Ces territoires, qui comprennent les provinces de Raqqa et Deir Ezzor, ainsi que la majeure partie de Hasakah, ont été contrôlés pendant presque dix ans par un groupe armé kurde connu sous le nom de Forces démocratiques syriennes (FDS).

En novembre, la Syrie a rejoint la coalition anti-EIIL menée par les États-Unis alors que Washington a presque complètement quitté les FDS.

Al Shara a tourné la page contre l'EIIL au milieu de la rébellion, qui a pris fin lorsqu'il a dirigé le groupe Hayat Tahrir Al Sham dans une attaque de 11 jours qui a renversé le régime d'Assad en décembre 2024.

Al Ansari a décrit l'opération de 11 jours comme un complot turc « dirigé » par Washington, mettant Al Shara au pouvoir comme « marionnette » dont le gouvernement a lancé une guerre contre les « croyants ».

« Le nouveau régime syrien, avec son gouvernement laïc et son armée nationale, est un peuple infidèle et apostate », a déclaré Al Ansari, appelant les partisans d’ISIS à « s’efforcer de les combattre sans relâche ».

Illustration de l'État islamique. (Wikimedia Commons/Aharan_kotogo)

Les forces de sécurité syriennes ont lancé plusieurs grandes opérations contre l'EI dans tout le pays, tuant et capturant des dizaines de membres. Ce groupe extrémiste a des poches de force, principalement dans la région de Badia centrale, et près de la frontière avec l'Irak à l'est.

Depuis la chute du régime d’Assad, de nombreux membres d’ISIS opérant dans la région de Badia sont revenus dans leurs foyers près des grandes villes telles que Aleppo, Hama et Damas, ont indiqué des responsables de la sécurité régionale.

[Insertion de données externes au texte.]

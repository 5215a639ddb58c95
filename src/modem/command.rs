//! AT command definitions and acceptance policy.
//!
//! A command exchange is accepted by matching a keyword anywhere in the
//! response text, the way Hayes-compatible devices are actually scripted:
//! verbose result codes vary between firmwares, the keywords do not.

/// What the modem must say for an exchange to count as accepted.
#[derive(Debug, Clone, Copy, PartialEq, Eq)]
pub enum Accept {
    /// The response must contain `OK`.
    Ok,
    /// The response must contain `OK` or `CONNECT`. Voice transmit/receive
    /// commands answer `CONNECT` when the stream channel opens.
    OkOrConnect,
}

/// A single AT exchange: the command string and its acceptance policy.
#[derive(Debug, Clone, Copy, PartialEq, Eq)]
pub struct AtCommand {
    /// The command text, without the trailing carriage return.
    pub command: &'static str,
    /// Keyword policy for the response.
    pub accept: Accept,
}

impl AtCommand {
    /// A command that succeeds on `OK`.
    pub const fn new(command: &'static str) -> Self {
        Self {
            command,
            accept: Accept::Ok,
        }
    }

    /// A voice-channel command that also succeeds on `CONNECT`.
    pub const fn voice(command: &'static str) -> Self {
        Self {
            command,
            accept: Accept::OkOrConnect,
        }
    }

    /// Check the gathered response lines against the acceptance policy.
    pub fn matches(&self, response: &str) -> bool {
        match self.accept {
            Accept::Ok => response.contains("OK"),
            Accept::OkOrConnect => response.contains("OK") || response.contains("CONNECT"),
        }
    }
}

/// Basic attention check.
pub const ATTENTION: AtCommand = AtCommand::new("AT");
/// Reset to stored profile 3.
pub const RESET_PROFILE: AtCommand = AtCommand::new("ATZ3");
/// Verbose (text) result codes.
pub const VERBOSE_RESULTS: AtCommand = AtCommand::new("ATV1");
/// Command echo on; exchanges read the echo plus the result line.
pub const ECHO_ON: AtCommand = AtCommand::new("ATE1");
/// Enable formatted caller ID reporting between rings.
pub const CALLER_ID_ON: AtCommand = AtCommand::new("AT+VCID=1");

/// Switch the modem into voice service class.
pub const VOICE_CLASS: AtCommand = AtCommand::new("AT+FCLASS=8");
/// 8-bit linear samples at 8000 Hz, the format the announcement is streamed in.
pub const VOICE_SAMPLING: AtCommand = AtCommand::new("AT+VSM=128,8000");
/// Select the telephone line as the analog source/sink.
pub const LINE_SELECT: AtCommand = AtCommand::new("AT+VLS=1");
/// Open the voice transmit channel; answers `CONNECT`.
pub const VOICE_TX: AtCommand = AtCommand::voice("AT+VTX");
/// Open the voice receive channel; answers `CONNECT`.
pub const VOICE_RX: AtCommand = AtCommand::voice("AT+VRX");
/// Go on-hook.
pub const HANG_UP: AtCommand = AtCommand::new("ATH");

/// The startup sequence that puts the modem into a known command state.
/// Each step must be accepted; a rejection aborts startup.
pub const INIT_SEQUENCE: [AtCommand; 5] = [
    ATTENTION,
    RESET_PROFILE,
    VERBOSE_RESULTS,
    ECHO_ON,
    CALLER_ID_ON,
];

/// The sequence that answers a call and opens the voice transmit channel.
pub const VOICE_SETUP: [AtCommand; 4] = [VOICE_CLASS, VOICE_SAMPLING, LINE_SELECT, VOICE_TX];

/// In-band terminator for a voice data stream: DLE (0x10) followed by
/// ETX (0x03). Written once after the last audio chunk.
pub const DLE_ETX: [u8; 2] = [0x10, 0x03];

#[cfg(test)]
mod tests {
    use super::*;

    #[test]
    fn test_ok_policy() {
        let cmd = ATTENTION;
        assert!(cmd.matches("AT\nOK"));
        assert!(cmd.matches("OK"));
        assert!(!cmd.matches("AT\nERROR"));
        assert!(!cmd.matches(""));
    }

    #[test]
    fn test_voice_commands_accept_connect() {
        assert!(VOICE_TX.matches("AT+VTX\nCONNECT"));
        assert!(VOICE_TX.matches("OK"));
        assert!(VOICE_RX.matches("CONNECT"));
        assert!(!VOICE_TX.matches("NO CARRIER"));
    }

    #[test]
    fn test_non_voice_commands_reject_connect() {
        assert!(!VOICE_CLASS.matches("CONNECT"));
    }

    #[test]
    fn test_init_sequence_order() {
        let commands: Vec<&str> = INIT_SEQUENCE.iter().map(|c| c.command).collect();
        assert_eq!(commands, vec!["AT", "ATZ3", "ATV1", "ATE1", "AT+VCID=1"]);
    }

    #[test]
    fn test_voice_setup_ends_with_transmit() {
        assert_eq!(VOICE_SETUP[3], VOICE_TX);
        assert_eq!(VOICE_SETUP[0].command, "AT+FCLASS=8");
    }

    #[test]
    fn test_dle_etx_bytes() {
        assert_eq!(DLE_ETX, [0x10, 0x03]);
    }
}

L'EI a revendiqué la responsabilité des deux attaques de fin de semaine contre des militaires dans le nord et l'est du pays. Le groupe a déclaré sur les médias sociaux Dabiq qu'il avait attaqué « un individu du régime syrien apostate » dans la ville de Mayadin, dans la province de Deir Ezzor, avec un pistolet, et avait attaqué deux autres soldats avec un fusil d'assaut dans la ville de Raqqa, au nord.

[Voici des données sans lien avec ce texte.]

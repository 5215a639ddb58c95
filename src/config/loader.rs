//! Configuration loader with file resolution and environment override support.

use super::error::{ConfigError, ConfigResult};
use super::schema::Config;
use std::path::{Path, PathBuf};

/// Environment variable prefix for overrides
const ENV_PREFIX: &str = "MODEM_ANSWER";

/// Config file name
const CONFIG_FILE_NAME: &str = "modem-answer.toml";

/// Environment variable for explicit config path
const CONFIG_PATH_ENV: &str = "MODEM_ANSWER_CONFIG";

/// Configuration loader with resolution and override logic.
#[derive(Debug, Clone)]
pub struct ConfigLoader {
    /// Resolved config file path (if any)
    pub config_path: Option<PathBuf>,
    /// The loaded configuration
    pub config: Config,
}

impl ConfigLoader {
    /// Load configuration using standard resolution order.
    ///
    /// Resolution priority (highest to lowest):
    /// 1. `MODEM_ANSWER_CONFIG` environment variable (explicit path)
    /// 2. `./modem-answer.toml` (current directory)
    /// 3. `~/.config/modem-answer/modem-answer.toml` (XDG)
    /// 4. Built-in defaults (no file required)
    ///
    /// Environment variables can override any config file values.
    pub fn load() -> ConfigResult<Self> {
        let config_path = resolve_config_path();

        let mut config = if let Some(ref path) = config_path {
            load_from_file(path)?
        } else {
            Config::default()
        };

        apply_env_overrides(&mut config)?;

        Ok(Self {
            config_path,
            config,
        })
    }

    /// Load configuration from a specific file path.
    pub fn load_from(path: impl AsRef<Path>) -> ConfigResult<Self> {
        let path = path.as_ref().to_path_buf();
        let mut config = load_from_file(&path)?;
        apply_env_overrides(&mut config)?;

        Ok(Self {
            config_path: Some(path),
            config,
        })
    }

    /// Create a loader with default configuration (no file).
    pub fn with_defaults() -> Self {
        let mut config = Config::default();
        // Still apply env overrides even with defaults
        let _ = apply_env_overrides(&mut config);

        Self {
            config_path: None,
            config,
        }
    }

    /// Get the loaded configuration.
    pub fn config(&self) -> &Config {
        &self.config
    }

    /// Consume the loader and return the configuration.
    pub fn into_config(self) -> Config {
        self.config
    }
}

/// Resolve the configuration file path using standard locations.
pub fn resolve_config_path() -> Option<PathBuf> {
    // 1. Explicit environment variable
    if let Ok(path) = std::env::var(CONFIG_PATH_ENV) {
        let path = PathBuf::from(path);
        if path.exists() {
            return Some(path);
        }
    }

    // 2. Current directory
    let cwd_config = PathBuf::from(CONFIG_FILE_NAME);
    if cwd_config.exists() {
        return Some(cwd_config);
    }

    // 3. XDG config directory
    if let Some(config_dir) = get_config_dir() {
        let app_config = config_dir.join("modem-answer").join(CONFIG_FILE_NAME);
        if app_config.exists() {
            return Some(app_config);
        }
    }

    // 4. No config file found - will use defaults
    None
}

/// Get the platform-specific config directory.
fn get_config_dir() -> Option<PathBuf> {
    #[cfg(target_os = "windows")]
    {
        std::env::var("APPDATA").ok().map(PathBuf::from)
    }

    #[cfg(not(target_os = "windows"))]
    {
        std::env::var("XDG_CONFIG_HOME")
            .ok()
            .map(PathBuf::from)
            .or_else(|| {
                std::env::var("HOME")
                    .ok()
                    .map(|h| PathBuf::from(h).join(".config"))
            })
    }
}

/// Load configuration from a file.
fn load_from_file(path: &Path) -> ConfigResult<Config> {
    let content = std::fs::read_to_string(path).map_err(|e| ConfigError::ReadError {
        path: path.to_path_buf(),
        source: e,
    })?;

    toml::from_str(&content).map_err(ConfigError::ParseError)
}

/// Apply environment variable overrides to the configuration.
///
/// Environment variables follow the pattern: `MODEM_ANSWER_<SECTION>_<KEY>`
/// For example:
/// - `MODEM_ANSWER_SERIAL_PORT=/dev/ttyUSB0`
/// - `MODEM_ANSWER_ANSWER_RINGS=4`
/// - `MODEM_ANSWER_AUDIO_FILE=/srv/announce.wav`
fn apply_env_overrides(config: &mut Config) -> ConfigResult<()> {
    // Serial overrides
    if let Ok(val) = std::env::var(format!("{}_SERIAL_PORT", ENV_PREFIX)) {
        config.serial.port = val;
    }
    if let Ok(val) = std::env::var(format!("{}_SERIAL_BAUD", ENV_PREFIX)) {
        config.serial.baud = val.parse().map_err(|_| {
            ConfigError::env_parse(format!("{}_SERIAL_BAUD", ENV_PREFIX), "Invalid baud rate")
        })?;
    }
    if let Ok(val) = std::env::var(format!("{}_SERIAL_TIMEOUT_MS", ENV_PREFIX)) {
        config.serial.timeout_ms = val.parse().map_err(|_| {
            ConfigError::env_parse(
                format!("{}_SERIAL_TIMEOUT_MS", ENV_PREFIX),
                "Invalid timeout",
            )
        })?;
    }

    // Answer overrides
    if let Ok(val) = std::env::var(format!("{}_ANSWER_RINGS", ENV_PREFIX)) {
        config.answer.rings = val.parse().map_err(|_| {
            ConfigError::env_parse(format!("{}_ANSWER_RINGS", ENV_PREFIX), "Invalid ring count")
        })?;
    }
    if let Ok(val) = std::env::var(format!("{}_ANSWER_RING_SILENCE_RESET_MS", ENV_PREFIX)) {
        config.answer.ring_silence_reset_ms = val.parse().map_err(|_| {
            ConfigError::env_parse(
                format!("{}_ANSWER_RING_SILENCE_RESET_MS", ENV_PREFIX),
                "Invalid duration",
            )
        })?;
    }

    // Audio overrides
    if let Ok(val) = std::env::var(format!("{}_AUDIO_FILE", ENV_PREFIX)) {
        config.audio.file = PathBuf::from(val);
    }

    // Call log overrides
    if let Ok(val) = std::env::var(format!("{}_CALL_LOG_FILE", ENV_PREFIX)) {
        config.call_log.file = Some(PathBuf::from(val));
    }

    // Logging overrides
    if let Ok(val) = std::env::var(format!("{}_LOGGING_LEVEL", ENV_PREFIX)) {
        config.logging.level = val;
    }

    Ok(())
}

Le ministère de la Défense syrien a déclaré qu'un soldat syrien et un civil avaient été tués samedi par des « attaquants inconnus ». Plusieurs comptes sociaux et chaînes Telegram soutenant l'EIIL ont appelé au cours des dernières heures à une intensification des attaques à moto.

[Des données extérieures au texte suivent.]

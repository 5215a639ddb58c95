//! Incremental line assembly for modem output.
//!
//! Serial reads deliver arbitrary byte chunks; the modem speaks in
//! CR/LF-framed lines. `LineBuffer` accumulates chunks and hands back
//! complete lines, leaving partial tails buffered for the next read.

use memchr::memchr;

/// Accumulates raw serial bytes and yields complete, trimmed lines.
#[derive(Debug, Default)]
pub struct LineBuffer {
    buf: Vec<u8>,
}

impl LineBuffer {
    pub fn new() -> Self {
        Self::default()
    }

    /// Append freshly read bytes.
    pub fn push(&mut self, bytes: &[u8]) {
        self.buf.extend_from_slice(bytes);
    }

    /// Pop the next complete line, if one is buffered.
    ///
    /// Lines are split on `\n`; surrounding whitespace (including the `\r`
    /// a modem sends before every `\n`) is trimmed. Non-UTF-8 bytes are
    /// replaced rather than rejected; line noise must not wedge the reader.
    pub fn pop_line(&mut self) -> Option<String> {
        let newline = memchr(b'\n', &self.buf)?;
        let line: Vec<u8> = self.buf.drain(..=newline).collect();
        Some(String::from_utf8_lossy(&line).trim().to_string())
    }

    /// Number of buffered bytes not yet part of a complete line.
    pub fn pending(&self) -> usize {
        self.buf.len()
    }
}
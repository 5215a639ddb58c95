//! Configuration management with TOML support.
//!
//! Settings resolve from a config file (explicit path, working directory,
//! or XDG location), environment overrides, and built-in defaults.

pub mod error;
pub mod loader;
pub mod schema;

pub use error::{ConfigError, ConfigResult};
pub use loader::ConfigLoader;
pub use schema::{
    AnswerConfig, AudioConfig, CallLogConfig, Config, LogFormat, LoggingConfig, SerialConfig,
};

Les États-Unis ont eux-mêmes lancé plusieurs attaques contre des positions de l’État islamique en Syrie au cours des derniers mois. Certains d’entre eux en réponse à une attaque à Palmyre qui a fait trois morts américains en décembre, menée par un officier syrien décrit par les autorités comme un membre de l’État islamique.

L'annexion par le gouvernement du centre et de l'est par le SDF a eu lieu alors que les États-Unis réduisaient leur présence en Syrie, laissant au moins deux bases principales.

Auparavant, Washington s'est appuyé sur les FDS comme principal composant terrestre dans la guerre en Syrie contre l'EIIL. Cependant, les États-Unis ont soutenu l'acquisition par le gouvernement de la majeure partie des territoires sous contrôle des FDS en Syrie, et ont transféré plus de 5 000 prisonniers de l'EIIL dans la région vers l'Irak.

De nombreux prisonniers, dont certains auraient des liens avec l'EIIL, ont échappé à des camps de réfugiés et des centres de détention dans le cadre d'un transfert de contrôle entre les FDS et les forces gouvernementales au cours du dernier mois.

L'Irak a laissé entendre dimanche qu'il n'était pas prêt à accueillir les suspects de l'EIIS transférés sans date limite.

« Leur présence en Irak est temporaire et ils seront renvoyés dans leur pays d’origine », a déclaré l’officiel irakien Saeed Al Jayashi, citant les médias officiels, ajoutant que les prétendants venaient de plus de 67 pays.